Tuesday, January 31, 2006

The sound of Salzburg

The meeting “The Sound of Europe” has come to an end with very little to show for the great event – but then what did anyone expect?

There have been various accounts of what, if anything, had been achieved and the one that made me laugh out loud was in the English language Wiener Zeitung:

“It was to be a talk on common values (such as music) and future trends but artists say it was all just hot air; politicians could not agree on whether or not Europe really was in a crisis but the president of the EU-commission, José Manuel Barroso, said it was a “wonderful group and music therapy”.”

Why anyone should think that politicians are the right people to discuss Europe’s art, music and culture in general, remains a mystery.

The answer is, presumably, that it was not that they were discussing but, as is their wont, they were using such words as “art” and “music” and “culture” to promote their own cherished project, European integration and the constitution, in the hopes that nobody notices that these are not at all the same concepts.

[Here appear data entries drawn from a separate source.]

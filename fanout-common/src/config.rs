//! Configuration for fanout.
//!
//! Loaded from a TOML file under the platform config dir, with every field
//! defaulted so an absent file or sparse file still yields a working
//! configuration. Validation runs once at load time.

use crate::types::RetryPolicy;
use anyhow::{Context, Result, bail};
use serde::{Deserialize, Serialize};
use std::path::{Path, PathBuf};
use std::time::Duration;

/// Top-level fanout configuration.
#[derive(Debug, Clone, Default, Serialize, Deserialize)]
pub struct FanoutConfig {
    #[serde(default)]
    pub general: GeneralConfig,
    #[serde(default)]
    pub batch: BatchConfig,
    #[serde(default)]
    pub aws: AwsConfig,
}

#[derive(Debug, Clone, Serialize, Deserialize)]
pub struct GeneralConfig {
    /// Log level (trace, debug, info, warn, error).
    #[serde(default = "default_log_level")]
    pub log_level: String,
    /// Maximum per-target records retained in the results history file.
    #[serde(default = "default_history_limit")]
    pub history_limit: usize,
}

impl Default for GeneralConfig {
    fn default() -> Self {
        Self {
            log_level: default_log_level(),
            history_limit: default_history_limit(),
        }
    }
}

#[derive(Debug, Clone, Serialize, Deserialize)]
pub struct BatchConfig {
    /// Additional attempts after the first per target.
    #[serde(default = "default_max_retries")]
    pub max_retries: u32,
    /// Base backoff wait in seconds; the wait grows linearly per attempt.
    #[serde(default = "default_base_delay")]
    pub base_delay_secs: u64,
    /// Cap on the backoff wait in seconds.
    #[serde(default = "default_max_delay")]
    pub max_delay_secs: u64,
    /// Targets executed concurrently.
    #[serde(default = "default_concurrency")]
    pub concurrency: usize,
    /// Interval between status polls in seconds.
    #[serde(default = "default_poll_interval")]
    pub poll_interval_secs: u64,
    /// Wall-clock budget for one attempt in seconds.
    #[serde(default = "default_command_timeout")]
    pub command_timeout_secs: u64,
}

impl Default for BatchConfig {
    fn default() -> Self {
        Self {
            max_retries: default_max_retries(),
            base_delay_secs: default_base_delay(),
            max_delay_secs: default_max_delay(),
            concurrency: default_concurrency(),
            poll_interval_secs: default_poll_interval(),
            command_timeout_secs: default_command_timeout(),
        }
    }
}

#[derive(Debug, Clone, Serialize, Deserialize)]
pub struct AwsConfig {
    /// Named profile passed to the AWS CLI; None uses the ambient default.
    #[serde(default)]
    pub profile: Option<String>,
    /// Region passed to the AWS CLI; None uses the ambient default.
    #[serde(default)]
    pub region: Option<String>,
    /// Run document for Linux targets.
    #[serde(default = "default_linux_document")]
    pub linux_document: String,
    /// Run document for Windows targets.
    #[serde(default = "default_windows_document")]
    pub windows_document: String,
    /// AWS CLI executable.
    #[serde(default = "default_cli_path")]
    pub cli_path: String,
}

impl Default for AwsConfig {
    fn default() -> Self {
        Self {
            profile: None,
            region: None,
            linux_document: default_linux_document(),
            windows_document: default_windows_document(),
            cli_path: default_cli_path(),
        }
    }
}

fn default_log_level() -> String {
    "info".to_string()
}

fn default_history_limit() -> usize {
    100
}

fn default_max_retries() -> u32 {
    3
}

fn default_base_delay() -> u64 {
    10
}

fn default_max_delay() -> u64 {
    60
}

fn default_concurrency() -> usize {
    5
}

fn default_poll_interval() -> u64 {
    3
}

fn default_command_timeout() -> u64 {
    120
}

fn default_linux_document() -> String {
    "AWS-RunShellScript".to_string()
}

fn default_windows_document() -> String {
    "AWS-RunPowerShellScript".to_string()
}

fn default_cli_path() -> String {
    "aws".to_string()
}

impl FanoutConfig {
    /// Default config file path: `<config dir>/fanout/config.toml`, with a
    /// `FANOUT_CONFIG` env override.
    pub fn default_path() -> PathBuf {
        if let Ok(custom) = std::env::var("FANOUT_CONFIG") {
            return PathBuf::from(custom);
        }
        dirs::config_dir()
            .unwrap_or_else(|| PathBuf::from("."))
            .join("fanout")
            .join("config.toml")
    }

    /// Load from the default path; a missing file yields the defaults.
    pub fn load() -> Result<Self> {
        Self::load_from(&Self::default_path())
    }

    /// Load from an explicit path; a missing file yields the defaults.
    pub fn load_from(path: &Path) -> Result<Self> {
        if !path.exists() {
            let config = Self::default();
            config.validate()?;
            return Ok(config);
        }
        let raw = std::fs::read_to_string(path)
            .with_context(|| format!("reading config file {}", path.display()))?;
        let config: Self = toml::from_str(&raw)
            .with_context(|| format!("parsing config file {}", path.display()))?;
        config.validate()?;
        Ok(config)
    }

    /// Reject configurations the engine would refuse anyway, before any
    /// batch starts.
    pub fn validate(&self) -> Result<()> {
        if self.batch.concurrency == 0 {
            bail!("batch.concurrency must be at least 1");
        }
        if self.batch.command_timeout_secs == 0 {
            bail!("batch.command_timeout_secs must be at least 1");
        }
        if self.batch.poll_interval_secs == 0 {
            bail!("batch.poll_interval_secs must be at least 1");
        }
        if self.batch.base_delay_secs > self.batch.max_delay_secs {
            bail!(
                "batch.base_delay_secs ({}) exceeds batch.max_delay_secs ({})",
                self.batch.base_delay_secs,
                self.batch.max_delay_secs
            );
        }
        Ok(())
    }

    /// Retry policy assembled from the batch section.
    pub fn retry_policy(&self) -> RetryPolicy {
        RetryPolicy {
            max_retries: self.batch.max_retries,
            base_delay: Duration::from_secs(self.batch.base_delay_secs),
            max_delay: Duration::from_secs(self.batch.max_delay_secs),
        }
    }

    pub fn command_timeout(&self) -> Duration {
        Duration::from_secs(self.batch.command_timeout_secs)
    }

    pub fn poll_interval(&self) -> Duration {
        Duration::from_secs(self.batch.poll_interval_secs)
    }
}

Even the Financial Times managed an ironic title: “Leaders sing the praises of the ‘European Project’”. Not Mozart precisely, though Richard Strauss might have been persuaded to write somewhat satirical music for an opera buffa.

The FT’s Brussels Bureau Chief seems to have been unimpressed:

“But as so often with such initiatives, the Sound of Europe conference in Salzburg was notable for the presence of the continent’s political, cultural and academic elite and the absence of ordinary citizens.

The only connection with the views of citizens was via a video presentation, inevitably hit by a technical glitch that left their voices unheard. The Sound of Europe began with the sound of the people’s silence.”

It seems that Dominique de Villepin and Jan Peter Balkenende assured the listeners that the people of their countries did not vote “No to Europe”. Probably not, since it is impossible to vote No to a continent. They did, however, indubitably vote No to the European Constitution and that is really the problem all the attendees (mostly, one understands from the older members of the EU) had to face.

On the whole, they seem to have been rather confused. On the one hand, Europe is all about culture, with poor old Mozart being the finest representative of artists rising above national boundaries. This clearly could not have happened without the EU, except that, wait a minute …. Mozart was born 250 years ago and the EU was not precisely a lively force at the time. (Though there were various attempts to integrate the countries whether they liked it or not. Step forward Louis XIV, Louis XV and Napoleon.)

Remembering this, Austrian Chancellor and temporary European President Wolfgang Schüssel called on all present to ensure that the EU is about more than just economics. How often have we heard that particular serenade? The trouble is that while people might just about put up with it being about economics (and increasingly less so), as soon as they fully realize it is about other things, they decide against it.

In fact, there was an awful lot that we have heard before:

“Both Mr Schüssel and Mr Barroso vowed to respond to demands from citizens that Europe stop interfering in areas that should be the domain of national or local authorities.”

All well and good but Commission President Barroso also

“… believes the European Union needs to take decisive policy action in areas such as energy supplies, better regulation and opening up the single market in services before troubling voters again with the constitution, with its raft of institutional innovations such as an EU foreign minister and full-time president.”

Inevitably, the prize for asinine comments must go to a theatre director:

“Others such as Jürgen Flimm, the German theatre director, said the problem was a lack of understanding of Europe’s cultural heritage, and that “workers in Romania and farmers in Bulgaria” needed to know more about EU culture.”

As Expatica, the English language news service from Belgium, explains, the whole shebang was criticized by the Austrian Social-Democrats, who held their own conference in Dublin, by the group of “independence and democracies” in the European Parliament and by anyone else who noticed that the conference included all the same suspects discussing the same matters.

Whatever happened to D for dialogue with all the citizens?

Never mind, Mark Leonard, the boy-wonder of NuLab and of the europhile intelligentsia in this country, was there and was quoted by the BBC. Interestingly, the BBC, which hosted the debate during which Master Mark was heavily defeated by Charles Dumas and myself, did not bother to ask anyone who may harbour doubts about the project.

Try as I might I cannot find confirmation of David Rennie’s account that there was a discussion about creating an EU news channel, heavily subsidized by the taxpayer. It is possible that the delegates in Salzburg were not aware that such a news channel, Euronews, already exists.

Maybe they were not aware of the French attempt to set up a rival to CNN, currenly floundering for lack of finance, as we have reported before.

Maybe, they actually meant something else. Not a news channel but a real TV channel with other programmes: documentaries, plays, crime series, soaps and reality TV shows. I think there are plenty of possibilities there.